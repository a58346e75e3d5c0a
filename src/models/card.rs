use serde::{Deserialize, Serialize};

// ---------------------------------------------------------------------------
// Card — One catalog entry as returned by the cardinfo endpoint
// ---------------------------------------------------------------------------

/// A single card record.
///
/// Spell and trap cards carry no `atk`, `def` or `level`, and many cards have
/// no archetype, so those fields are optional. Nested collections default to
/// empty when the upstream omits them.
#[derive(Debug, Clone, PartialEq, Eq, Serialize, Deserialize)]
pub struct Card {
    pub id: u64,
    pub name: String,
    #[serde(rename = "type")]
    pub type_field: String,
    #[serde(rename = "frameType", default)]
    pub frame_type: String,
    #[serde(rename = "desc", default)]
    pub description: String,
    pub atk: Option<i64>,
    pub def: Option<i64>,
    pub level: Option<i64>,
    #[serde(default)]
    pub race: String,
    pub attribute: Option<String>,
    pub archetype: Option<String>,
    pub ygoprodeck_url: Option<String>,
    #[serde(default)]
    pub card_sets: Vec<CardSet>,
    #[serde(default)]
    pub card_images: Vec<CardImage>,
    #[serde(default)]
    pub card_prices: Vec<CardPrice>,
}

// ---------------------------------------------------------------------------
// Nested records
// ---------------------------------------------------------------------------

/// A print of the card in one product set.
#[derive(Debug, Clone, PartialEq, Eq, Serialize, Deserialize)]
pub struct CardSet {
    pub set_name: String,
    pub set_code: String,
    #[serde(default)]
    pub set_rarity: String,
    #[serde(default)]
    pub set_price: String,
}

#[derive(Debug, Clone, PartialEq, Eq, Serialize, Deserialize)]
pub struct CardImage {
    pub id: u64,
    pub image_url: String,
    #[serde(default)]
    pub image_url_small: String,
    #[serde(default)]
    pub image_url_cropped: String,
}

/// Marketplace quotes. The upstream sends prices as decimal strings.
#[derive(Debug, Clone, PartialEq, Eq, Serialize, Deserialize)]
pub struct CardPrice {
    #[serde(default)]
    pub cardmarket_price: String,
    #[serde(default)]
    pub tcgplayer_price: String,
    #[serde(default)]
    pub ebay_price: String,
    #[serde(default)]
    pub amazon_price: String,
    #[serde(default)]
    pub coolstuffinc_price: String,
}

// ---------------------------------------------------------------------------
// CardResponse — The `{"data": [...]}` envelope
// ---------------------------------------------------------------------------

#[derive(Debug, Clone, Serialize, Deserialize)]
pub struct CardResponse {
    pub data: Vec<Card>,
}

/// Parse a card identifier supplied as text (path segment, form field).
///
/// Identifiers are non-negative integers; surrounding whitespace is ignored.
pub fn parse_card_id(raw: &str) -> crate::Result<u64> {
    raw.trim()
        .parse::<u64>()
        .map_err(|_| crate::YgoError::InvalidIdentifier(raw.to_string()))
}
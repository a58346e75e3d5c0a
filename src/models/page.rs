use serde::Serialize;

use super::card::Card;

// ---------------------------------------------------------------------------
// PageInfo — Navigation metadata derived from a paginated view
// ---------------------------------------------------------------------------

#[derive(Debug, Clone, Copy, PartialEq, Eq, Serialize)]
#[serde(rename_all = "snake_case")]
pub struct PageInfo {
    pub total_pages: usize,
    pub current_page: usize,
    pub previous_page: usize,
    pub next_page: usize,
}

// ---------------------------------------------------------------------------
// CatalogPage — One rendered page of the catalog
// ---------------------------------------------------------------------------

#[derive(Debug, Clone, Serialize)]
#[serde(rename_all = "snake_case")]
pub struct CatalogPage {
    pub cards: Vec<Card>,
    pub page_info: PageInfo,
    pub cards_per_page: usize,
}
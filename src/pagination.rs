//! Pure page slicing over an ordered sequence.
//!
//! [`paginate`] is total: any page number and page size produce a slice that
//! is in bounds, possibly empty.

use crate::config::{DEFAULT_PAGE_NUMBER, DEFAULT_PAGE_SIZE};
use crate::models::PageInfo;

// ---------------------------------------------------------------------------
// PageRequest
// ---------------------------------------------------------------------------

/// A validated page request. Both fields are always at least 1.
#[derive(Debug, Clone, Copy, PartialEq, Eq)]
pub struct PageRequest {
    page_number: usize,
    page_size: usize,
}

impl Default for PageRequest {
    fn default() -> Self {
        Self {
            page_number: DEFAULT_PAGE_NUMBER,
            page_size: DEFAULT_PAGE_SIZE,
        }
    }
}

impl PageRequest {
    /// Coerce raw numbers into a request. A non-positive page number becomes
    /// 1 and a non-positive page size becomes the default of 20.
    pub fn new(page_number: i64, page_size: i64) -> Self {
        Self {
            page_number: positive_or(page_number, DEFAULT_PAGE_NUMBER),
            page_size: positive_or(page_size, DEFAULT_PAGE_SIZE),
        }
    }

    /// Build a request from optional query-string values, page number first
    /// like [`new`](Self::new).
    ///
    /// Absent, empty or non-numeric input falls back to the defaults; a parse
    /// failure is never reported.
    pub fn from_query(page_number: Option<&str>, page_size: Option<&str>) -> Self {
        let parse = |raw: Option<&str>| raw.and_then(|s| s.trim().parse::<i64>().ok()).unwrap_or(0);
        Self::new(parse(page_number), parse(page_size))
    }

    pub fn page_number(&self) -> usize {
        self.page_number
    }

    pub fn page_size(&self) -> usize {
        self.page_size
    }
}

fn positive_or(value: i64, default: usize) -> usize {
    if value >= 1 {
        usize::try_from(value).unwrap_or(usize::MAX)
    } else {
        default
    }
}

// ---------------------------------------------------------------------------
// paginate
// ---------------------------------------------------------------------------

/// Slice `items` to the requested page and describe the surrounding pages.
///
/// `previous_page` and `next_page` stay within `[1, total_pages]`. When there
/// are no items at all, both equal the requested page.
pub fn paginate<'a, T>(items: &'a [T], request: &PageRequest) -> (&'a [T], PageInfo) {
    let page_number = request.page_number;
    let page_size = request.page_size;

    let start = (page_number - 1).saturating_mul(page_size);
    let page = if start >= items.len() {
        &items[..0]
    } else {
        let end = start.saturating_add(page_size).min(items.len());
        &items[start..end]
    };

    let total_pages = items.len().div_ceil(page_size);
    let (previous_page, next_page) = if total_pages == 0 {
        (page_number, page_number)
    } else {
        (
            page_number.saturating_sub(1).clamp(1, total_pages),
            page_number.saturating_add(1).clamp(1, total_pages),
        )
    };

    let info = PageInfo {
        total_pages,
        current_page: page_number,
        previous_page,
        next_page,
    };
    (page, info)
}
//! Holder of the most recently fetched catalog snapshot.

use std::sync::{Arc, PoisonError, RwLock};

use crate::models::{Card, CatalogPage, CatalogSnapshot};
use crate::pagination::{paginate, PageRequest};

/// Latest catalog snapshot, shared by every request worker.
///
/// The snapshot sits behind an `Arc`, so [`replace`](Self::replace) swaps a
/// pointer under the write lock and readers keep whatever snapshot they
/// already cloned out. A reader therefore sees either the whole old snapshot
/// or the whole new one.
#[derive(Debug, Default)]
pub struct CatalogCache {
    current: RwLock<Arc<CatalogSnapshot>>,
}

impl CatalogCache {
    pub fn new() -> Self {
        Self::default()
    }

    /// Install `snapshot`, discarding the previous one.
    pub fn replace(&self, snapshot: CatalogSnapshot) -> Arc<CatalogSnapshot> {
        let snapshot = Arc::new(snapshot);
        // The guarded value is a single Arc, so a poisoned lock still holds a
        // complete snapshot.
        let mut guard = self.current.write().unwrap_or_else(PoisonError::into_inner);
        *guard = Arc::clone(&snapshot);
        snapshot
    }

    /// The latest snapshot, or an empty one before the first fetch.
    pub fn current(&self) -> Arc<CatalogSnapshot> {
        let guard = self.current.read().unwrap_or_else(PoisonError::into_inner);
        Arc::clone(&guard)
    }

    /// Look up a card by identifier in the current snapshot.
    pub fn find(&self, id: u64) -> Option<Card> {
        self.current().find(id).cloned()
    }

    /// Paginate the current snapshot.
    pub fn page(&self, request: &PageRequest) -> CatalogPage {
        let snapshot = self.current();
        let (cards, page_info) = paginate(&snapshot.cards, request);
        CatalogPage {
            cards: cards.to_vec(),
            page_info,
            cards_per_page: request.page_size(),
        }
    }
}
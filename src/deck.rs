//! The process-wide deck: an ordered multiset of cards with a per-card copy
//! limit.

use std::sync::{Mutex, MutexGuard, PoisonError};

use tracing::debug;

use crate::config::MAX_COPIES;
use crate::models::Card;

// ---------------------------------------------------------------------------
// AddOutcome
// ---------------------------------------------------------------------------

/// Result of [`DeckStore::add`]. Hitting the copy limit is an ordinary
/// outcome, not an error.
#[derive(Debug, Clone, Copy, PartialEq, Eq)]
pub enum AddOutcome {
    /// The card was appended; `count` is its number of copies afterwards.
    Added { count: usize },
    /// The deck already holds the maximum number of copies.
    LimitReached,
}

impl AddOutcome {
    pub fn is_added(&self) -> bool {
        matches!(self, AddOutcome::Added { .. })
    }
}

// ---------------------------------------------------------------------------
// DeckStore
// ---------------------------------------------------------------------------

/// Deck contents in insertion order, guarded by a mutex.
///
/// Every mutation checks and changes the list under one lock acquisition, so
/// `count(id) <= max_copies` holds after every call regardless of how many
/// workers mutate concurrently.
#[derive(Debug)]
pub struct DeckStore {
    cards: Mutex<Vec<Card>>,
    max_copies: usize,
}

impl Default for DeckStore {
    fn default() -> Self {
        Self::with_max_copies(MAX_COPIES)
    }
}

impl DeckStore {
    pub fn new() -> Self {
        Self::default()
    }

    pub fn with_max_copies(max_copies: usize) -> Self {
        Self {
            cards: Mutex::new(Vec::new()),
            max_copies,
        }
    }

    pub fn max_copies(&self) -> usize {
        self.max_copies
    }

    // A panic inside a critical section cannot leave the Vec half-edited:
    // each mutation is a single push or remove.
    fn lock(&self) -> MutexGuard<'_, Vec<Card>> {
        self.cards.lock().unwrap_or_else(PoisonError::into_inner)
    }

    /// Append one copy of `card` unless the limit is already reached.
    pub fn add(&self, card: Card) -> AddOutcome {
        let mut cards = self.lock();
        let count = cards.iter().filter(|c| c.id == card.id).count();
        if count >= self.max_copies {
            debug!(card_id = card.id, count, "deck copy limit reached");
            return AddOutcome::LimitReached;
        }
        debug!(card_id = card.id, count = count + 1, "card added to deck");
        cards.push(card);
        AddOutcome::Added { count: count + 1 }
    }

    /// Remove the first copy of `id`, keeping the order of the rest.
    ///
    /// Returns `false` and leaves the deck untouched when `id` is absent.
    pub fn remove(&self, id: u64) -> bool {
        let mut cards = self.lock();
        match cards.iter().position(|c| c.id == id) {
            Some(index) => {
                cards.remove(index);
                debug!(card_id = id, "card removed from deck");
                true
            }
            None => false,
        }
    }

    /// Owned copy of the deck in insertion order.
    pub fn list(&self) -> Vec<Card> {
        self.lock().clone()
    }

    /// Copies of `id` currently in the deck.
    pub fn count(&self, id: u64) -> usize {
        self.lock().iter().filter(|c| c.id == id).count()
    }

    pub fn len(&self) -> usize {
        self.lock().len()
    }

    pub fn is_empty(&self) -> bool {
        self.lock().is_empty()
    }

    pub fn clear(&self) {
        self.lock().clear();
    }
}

Required action → Using the data above, reproduce exactly the lines between those holding "let snapshot = Arc::new(snapshot);" and "pub fn current(&self)", inclusive, and no others.

Response below →
        let snapshot = Arc::new(snapshot);
        // The guarded value is a single Arc, so a poisoned lock still holds a
        // complete snapshot.
        let mut guard = self.current.write().unwrap_or_else(PoisonError::into_inner);
        *guard = Arc::clone(&snapshot);
        snapshot
    }

    /// The latest snapshot, or an empty one before the first fetch.
    pub fn current(&self) -> Arc<CatalogSnapshot> {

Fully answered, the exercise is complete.